Start of Block
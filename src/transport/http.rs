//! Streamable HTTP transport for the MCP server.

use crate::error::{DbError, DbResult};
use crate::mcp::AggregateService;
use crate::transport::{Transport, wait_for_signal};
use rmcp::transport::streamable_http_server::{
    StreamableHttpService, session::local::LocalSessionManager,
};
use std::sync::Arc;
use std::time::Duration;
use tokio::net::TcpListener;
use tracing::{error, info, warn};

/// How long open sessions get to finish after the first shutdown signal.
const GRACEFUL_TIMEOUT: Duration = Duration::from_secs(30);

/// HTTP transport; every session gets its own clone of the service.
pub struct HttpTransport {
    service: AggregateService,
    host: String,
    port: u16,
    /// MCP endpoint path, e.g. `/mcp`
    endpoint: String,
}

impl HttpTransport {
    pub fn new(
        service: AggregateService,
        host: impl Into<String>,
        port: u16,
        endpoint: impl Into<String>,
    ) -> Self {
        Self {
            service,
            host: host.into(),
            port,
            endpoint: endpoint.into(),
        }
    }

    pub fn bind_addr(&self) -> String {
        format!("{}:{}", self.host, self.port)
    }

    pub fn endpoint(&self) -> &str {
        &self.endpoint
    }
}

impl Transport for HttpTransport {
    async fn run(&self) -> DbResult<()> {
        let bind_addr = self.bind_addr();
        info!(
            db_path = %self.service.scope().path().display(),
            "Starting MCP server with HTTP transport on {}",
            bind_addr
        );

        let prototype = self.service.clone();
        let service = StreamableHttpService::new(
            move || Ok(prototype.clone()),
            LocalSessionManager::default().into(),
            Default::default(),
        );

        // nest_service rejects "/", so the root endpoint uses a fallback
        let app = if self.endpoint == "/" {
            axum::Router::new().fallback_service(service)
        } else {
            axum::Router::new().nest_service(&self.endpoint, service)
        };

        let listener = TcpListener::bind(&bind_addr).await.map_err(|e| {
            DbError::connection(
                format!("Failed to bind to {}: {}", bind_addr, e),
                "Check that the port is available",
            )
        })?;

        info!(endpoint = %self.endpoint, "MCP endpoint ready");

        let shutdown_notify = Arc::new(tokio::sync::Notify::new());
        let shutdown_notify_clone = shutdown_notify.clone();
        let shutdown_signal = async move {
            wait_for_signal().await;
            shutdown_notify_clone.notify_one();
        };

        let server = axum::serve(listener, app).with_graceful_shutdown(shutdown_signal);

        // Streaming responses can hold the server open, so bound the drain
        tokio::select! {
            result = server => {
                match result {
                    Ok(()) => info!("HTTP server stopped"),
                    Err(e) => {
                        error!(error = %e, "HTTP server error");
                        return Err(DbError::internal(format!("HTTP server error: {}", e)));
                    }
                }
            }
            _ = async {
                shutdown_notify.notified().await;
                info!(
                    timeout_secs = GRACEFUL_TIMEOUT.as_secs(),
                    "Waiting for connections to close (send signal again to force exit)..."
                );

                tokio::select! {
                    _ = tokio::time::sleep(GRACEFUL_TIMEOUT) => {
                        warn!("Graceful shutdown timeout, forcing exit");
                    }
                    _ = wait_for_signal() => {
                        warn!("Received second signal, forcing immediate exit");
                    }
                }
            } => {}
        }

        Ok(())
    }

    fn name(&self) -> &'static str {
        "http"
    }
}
End of Block
Start of Block
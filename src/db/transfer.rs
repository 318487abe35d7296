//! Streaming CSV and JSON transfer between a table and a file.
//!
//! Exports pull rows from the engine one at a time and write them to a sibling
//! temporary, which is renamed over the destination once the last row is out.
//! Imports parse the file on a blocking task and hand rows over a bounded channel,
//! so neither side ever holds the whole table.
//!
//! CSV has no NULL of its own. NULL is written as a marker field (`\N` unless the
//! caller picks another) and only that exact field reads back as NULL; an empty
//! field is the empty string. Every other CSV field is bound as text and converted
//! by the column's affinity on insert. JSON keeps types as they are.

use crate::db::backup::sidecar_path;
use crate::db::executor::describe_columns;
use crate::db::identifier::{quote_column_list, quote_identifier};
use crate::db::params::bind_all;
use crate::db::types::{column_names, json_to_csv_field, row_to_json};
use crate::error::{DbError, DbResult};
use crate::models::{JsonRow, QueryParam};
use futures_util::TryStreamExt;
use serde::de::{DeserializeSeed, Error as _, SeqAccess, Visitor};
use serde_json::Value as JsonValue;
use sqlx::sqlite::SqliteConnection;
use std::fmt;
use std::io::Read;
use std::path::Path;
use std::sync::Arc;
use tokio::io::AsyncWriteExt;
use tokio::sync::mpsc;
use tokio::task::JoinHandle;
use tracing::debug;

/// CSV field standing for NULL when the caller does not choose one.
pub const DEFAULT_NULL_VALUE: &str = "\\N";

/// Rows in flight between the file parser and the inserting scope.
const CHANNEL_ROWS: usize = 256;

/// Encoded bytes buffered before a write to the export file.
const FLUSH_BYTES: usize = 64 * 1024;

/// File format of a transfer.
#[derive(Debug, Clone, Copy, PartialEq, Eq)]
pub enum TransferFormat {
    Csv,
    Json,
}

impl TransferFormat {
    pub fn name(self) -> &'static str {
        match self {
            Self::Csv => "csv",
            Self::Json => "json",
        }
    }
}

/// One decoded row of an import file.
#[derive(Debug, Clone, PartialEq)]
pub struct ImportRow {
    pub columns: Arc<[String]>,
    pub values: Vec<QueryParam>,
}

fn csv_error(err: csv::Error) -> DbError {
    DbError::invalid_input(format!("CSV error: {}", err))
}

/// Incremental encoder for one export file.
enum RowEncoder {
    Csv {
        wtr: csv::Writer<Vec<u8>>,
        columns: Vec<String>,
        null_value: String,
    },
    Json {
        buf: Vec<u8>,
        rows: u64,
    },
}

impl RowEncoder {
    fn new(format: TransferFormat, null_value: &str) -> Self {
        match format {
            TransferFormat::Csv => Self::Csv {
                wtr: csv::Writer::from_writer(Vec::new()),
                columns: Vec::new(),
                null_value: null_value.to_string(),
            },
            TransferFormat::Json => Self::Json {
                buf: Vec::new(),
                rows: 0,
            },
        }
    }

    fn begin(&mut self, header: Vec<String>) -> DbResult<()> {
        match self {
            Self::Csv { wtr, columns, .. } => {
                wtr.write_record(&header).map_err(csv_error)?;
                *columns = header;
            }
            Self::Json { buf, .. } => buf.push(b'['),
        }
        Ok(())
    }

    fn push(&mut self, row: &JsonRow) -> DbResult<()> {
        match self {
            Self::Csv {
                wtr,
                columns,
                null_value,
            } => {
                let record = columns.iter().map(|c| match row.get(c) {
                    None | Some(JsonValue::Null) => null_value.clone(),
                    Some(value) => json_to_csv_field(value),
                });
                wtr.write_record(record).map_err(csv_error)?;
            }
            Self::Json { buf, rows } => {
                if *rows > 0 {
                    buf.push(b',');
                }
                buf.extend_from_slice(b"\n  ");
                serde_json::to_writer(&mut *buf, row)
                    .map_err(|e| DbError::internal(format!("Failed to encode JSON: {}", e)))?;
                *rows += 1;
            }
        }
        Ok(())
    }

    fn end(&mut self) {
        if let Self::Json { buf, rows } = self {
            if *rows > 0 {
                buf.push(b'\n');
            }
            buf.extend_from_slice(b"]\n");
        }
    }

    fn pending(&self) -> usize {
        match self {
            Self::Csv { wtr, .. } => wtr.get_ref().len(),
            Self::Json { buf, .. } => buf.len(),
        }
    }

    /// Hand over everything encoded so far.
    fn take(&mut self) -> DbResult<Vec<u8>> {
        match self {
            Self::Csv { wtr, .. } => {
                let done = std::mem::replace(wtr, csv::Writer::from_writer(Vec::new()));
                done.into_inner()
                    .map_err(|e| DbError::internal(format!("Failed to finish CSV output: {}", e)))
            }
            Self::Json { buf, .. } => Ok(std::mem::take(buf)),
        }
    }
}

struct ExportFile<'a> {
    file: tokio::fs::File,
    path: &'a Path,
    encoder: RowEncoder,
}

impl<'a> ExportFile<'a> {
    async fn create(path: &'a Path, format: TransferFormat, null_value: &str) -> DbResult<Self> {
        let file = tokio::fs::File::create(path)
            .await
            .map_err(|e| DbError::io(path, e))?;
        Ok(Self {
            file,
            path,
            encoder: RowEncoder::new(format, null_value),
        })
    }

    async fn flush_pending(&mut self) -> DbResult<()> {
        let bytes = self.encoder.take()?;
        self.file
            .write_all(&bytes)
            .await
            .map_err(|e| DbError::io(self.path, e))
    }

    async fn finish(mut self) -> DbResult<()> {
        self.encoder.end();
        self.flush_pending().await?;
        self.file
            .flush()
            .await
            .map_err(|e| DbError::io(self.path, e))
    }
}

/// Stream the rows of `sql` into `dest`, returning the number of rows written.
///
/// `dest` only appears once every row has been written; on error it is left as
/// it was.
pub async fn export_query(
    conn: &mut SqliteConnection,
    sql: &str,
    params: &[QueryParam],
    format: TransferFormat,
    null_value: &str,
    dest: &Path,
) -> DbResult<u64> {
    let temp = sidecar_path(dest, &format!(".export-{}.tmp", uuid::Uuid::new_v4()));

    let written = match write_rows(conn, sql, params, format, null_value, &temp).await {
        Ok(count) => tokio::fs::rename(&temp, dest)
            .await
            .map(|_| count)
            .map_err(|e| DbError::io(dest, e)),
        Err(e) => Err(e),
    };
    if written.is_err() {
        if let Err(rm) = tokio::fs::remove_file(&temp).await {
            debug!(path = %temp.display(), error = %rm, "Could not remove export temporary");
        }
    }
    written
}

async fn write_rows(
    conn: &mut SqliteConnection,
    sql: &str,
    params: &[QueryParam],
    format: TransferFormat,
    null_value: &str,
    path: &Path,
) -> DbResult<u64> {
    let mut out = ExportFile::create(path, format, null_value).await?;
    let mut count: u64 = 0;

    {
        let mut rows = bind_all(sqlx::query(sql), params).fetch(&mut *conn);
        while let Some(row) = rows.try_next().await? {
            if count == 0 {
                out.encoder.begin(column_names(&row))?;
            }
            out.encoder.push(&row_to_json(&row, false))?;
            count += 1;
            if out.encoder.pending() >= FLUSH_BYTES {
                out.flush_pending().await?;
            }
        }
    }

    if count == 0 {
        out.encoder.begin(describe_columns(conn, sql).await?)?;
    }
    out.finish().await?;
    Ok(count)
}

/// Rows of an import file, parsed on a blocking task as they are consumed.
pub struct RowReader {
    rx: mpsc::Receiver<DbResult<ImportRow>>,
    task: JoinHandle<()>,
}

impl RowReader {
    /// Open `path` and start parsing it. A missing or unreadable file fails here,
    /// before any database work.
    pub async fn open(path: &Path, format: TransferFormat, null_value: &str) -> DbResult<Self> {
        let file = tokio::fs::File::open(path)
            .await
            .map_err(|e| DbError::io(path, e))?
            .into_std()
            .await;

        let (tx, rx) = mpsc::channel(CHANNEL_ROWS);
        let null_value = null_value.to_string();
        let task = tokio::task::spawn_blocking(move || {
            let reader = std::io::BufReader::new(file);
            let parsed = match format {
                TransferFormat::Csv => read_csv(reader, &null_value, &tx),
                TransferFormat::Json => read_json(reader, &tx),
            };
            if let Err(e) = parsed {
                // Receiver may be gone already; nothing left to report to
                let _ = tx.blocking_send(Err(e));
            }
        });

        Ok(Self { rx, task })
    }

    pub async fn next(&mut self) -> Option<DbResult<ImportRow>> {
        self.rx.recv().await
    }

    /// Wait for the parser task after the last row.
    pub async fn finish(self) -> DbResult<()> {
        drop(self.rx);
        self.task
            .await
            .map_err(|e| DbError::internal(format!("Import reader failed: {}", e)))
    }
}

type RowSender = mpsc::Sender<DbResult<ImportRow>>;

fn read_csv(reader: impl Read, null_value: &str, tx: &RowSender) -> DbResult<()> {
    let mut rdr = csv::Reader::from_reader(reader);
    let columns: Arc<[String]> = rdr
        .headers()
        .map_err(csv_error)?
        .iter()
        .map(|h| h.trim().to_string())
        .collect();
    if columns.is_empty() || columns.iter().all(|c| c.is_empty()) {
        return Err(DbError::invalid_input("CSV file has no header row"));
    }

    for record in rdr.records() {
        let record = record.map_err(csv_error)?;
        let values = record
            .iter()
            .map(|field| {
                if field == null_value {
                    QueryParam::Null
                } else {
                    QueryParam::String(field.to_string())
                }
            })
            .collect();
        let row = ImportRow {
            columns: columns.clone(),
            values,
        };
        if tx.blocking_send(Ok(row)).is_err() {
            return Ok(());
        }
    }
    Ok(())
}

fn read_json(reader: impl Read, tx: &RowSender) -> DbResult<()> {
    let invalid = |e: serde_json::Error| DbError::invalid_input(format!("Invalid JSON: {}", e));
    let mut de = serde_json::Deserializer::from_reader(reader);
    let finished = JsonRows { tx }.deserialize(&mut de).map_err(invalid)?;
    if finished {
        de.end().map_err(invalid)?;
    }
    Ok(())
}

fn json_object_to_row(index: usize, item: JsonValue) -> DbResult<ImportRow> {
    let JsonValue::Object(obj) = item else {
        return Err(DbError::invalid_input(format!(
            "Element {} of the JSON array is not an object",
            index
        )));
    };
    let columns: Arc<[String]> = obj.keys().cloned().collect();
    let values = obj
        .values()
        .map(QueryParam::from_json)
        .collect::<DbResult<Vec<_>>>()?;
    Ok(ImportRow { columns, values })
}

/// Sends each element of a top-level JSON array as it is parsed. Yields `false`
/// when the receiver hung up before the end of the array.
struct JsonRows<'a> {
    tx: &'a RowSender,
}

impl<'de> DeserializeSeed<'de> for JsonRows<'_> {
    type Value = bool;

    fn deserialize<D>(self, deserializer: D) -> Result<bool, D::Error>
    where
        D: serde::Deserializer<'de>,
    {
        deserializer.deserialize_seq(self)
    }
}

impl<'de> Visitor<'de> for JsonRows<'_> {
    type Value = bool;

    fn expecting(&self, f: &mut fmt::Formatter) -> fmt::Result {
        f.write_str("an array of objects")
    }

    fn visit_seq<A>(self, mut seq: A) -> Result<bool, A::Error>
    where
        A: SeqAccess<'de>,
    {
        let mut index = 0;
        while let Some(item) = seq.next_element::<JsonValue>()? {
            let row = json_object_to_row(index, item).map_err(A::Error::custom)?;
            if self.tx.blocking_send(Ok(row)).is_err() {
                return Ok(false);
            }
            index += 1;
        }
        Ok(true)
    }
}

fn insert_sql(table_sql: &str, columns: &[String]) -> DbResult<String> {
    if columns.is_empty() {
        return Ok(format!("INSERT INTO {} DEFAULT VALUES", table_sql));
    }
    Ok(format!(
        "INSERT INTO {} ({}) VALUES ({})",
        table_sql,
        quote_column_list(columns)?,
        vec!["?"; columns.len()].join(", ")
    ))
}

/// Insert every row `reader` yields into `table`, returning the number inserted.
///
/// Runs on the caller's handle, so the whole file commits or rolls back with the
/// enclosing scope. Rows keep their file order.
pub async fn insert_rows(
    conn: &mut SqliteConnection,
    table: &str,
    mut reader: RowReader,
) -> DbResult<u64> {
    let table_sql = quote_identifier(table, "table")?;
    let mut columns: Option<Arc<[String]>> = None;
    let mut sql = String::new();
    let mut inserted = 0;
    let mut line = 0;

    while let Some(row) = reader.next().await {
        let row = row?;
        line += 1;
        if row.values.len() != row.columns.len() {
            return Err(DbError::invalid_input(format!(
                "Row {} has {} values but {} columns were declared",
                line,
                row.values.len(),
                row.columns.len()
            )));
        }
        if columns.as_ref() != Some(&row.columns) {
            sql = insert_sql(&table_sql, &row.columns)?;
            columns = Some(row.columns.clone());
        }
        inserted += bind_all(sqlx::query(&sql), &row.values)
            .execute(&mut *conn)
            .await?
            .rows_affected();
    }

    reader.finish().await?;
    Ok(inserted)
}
End of Block
Start of Block
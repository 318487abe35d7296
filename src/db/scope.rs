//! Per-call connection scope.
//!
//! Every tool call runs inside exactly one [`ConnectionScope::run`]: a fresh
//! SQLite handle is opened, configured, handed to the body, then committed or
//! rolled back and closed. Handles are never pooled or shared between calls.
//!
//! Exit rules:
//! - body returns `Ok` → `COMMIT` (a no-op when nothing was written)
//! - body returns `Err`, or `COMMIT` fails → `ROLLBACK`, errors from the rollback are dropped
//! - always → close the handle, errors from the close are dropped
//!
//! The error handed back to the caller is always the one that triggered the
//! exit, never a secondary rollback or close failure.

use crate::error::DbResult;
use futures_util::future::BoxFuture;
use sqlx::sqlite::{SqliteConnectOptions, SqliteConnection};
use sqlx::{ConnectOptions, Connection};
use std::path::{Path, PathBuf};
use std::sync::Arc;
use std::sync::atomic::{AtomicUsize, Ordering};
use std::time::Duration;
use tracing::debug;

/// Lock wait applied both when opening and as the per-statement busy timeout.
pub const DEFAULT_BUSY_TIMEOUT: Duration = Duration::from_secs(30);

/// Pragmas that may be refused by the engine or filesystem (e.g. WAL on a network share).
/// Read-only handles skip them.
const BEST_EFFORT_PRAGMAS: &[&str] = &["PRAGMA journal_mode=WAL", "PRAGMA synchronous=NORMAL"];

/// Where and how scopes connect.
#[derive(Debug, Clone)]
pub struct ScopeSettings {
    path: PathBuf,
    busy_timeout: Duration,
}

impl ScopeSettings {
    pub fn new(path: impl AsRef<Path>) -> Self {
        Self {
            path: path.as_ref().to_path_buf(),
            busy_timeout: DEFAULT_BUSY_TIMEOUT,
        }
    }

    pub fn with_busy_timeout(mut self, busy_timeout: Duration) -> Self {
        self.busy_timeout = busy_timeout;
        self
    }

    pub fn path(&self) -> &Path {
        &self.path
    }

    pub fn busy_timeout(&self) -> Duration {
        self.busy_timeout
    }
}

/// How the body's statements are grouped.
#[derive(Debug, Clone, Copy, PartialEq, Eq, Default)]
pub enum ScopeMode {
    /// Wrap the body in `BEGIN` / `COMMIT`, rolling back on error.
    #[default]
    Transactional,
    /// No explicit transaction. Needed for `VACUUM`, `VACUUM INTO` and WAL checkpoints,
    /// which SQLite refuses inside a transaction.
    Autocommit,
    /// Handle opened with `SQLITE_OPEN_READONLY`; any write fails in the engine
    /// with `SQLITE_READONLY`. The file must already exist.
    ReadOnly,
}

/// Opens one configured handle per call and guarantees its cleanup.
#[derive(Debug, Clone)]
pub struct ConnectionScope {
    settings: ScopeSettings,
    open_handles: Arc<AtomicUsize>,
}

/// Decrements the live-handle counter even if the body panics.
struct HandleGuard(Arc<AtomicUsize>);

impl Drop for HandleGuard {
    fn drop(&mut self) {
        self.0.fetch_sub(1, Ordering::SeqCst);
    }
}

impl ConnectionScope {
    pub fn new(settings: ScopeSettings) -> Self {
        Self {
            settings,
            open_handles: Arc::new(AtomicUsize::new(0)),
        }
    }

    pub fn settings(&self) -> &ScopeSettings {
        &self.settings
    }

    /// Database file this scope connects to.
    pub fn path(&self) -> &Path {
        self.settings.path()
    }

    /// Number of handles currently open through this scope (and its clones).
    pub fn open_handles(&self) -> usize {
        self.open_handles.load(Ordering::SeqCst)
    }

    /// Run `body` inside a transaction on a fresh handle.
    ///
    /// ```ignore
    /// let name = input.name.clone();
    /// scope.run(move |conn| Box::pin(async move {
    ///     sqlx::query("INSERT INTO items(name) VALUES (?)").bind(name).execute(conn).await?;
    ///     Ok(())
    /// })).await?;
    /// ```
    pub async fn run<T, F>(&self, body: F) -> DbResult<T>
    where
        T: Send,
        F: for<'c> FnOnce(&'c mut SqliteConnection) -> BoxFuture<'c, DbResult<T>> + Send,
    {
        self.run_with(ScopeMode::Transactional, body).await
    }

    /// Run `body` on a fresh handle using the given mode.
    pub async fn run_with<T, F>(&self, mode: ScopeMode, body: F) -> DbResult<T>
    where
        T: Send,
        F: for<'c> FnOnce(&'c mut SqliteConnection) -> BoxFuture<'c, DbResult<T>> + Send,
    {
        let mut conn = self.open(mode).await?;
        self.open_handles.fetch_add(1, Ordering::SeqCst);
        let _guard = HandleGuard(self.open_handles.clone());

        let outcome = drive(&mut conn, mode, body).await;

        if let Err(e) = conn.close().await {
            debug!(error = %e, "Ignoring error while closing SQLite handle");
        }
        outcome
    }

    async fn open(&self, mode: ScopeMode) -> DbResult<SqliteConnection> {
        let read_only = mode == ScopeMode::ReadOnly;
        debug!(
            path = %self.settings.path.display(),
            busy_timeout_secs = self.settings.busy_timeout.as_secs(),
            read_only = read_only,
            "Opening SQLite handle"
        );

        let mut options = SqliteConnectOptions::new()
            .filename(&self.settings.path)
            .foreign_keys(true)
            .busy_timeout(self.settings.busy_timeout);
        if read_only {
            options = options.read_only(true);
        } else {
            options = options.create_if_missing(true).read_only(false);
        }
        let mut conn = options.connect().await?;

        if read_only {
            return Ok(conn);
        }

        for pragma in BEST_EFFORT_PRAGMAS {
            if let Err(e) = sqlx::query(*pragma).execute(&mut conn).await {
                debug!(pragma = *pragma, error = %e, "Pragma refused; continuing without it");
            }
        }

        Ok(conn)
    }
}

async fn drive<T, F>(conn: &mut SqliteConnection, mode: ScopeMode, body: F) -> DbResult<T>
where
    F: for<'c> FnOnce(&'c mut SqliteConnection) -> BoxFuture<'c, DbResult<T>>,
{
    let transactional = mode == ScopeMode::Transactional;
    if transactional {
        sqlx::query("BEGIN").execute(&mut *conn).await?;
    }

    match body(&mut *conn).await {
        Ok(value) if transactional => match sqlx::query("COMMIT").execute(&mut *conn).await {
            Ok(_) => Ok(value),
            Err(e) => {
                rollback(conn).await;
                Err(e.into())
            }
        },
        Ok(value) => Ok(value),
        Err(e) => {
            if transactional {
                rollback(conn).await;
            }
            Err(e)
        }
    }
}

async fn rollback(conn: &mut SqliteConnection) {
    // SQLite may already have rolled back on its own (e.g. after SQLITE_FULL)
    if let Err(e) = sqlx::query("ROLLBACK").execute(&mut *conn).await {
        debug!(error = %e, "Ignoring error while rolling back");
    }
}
End of Block
Find how many lines in the material above hold the word "else", then reply with only that figure.

**Expected answer**
4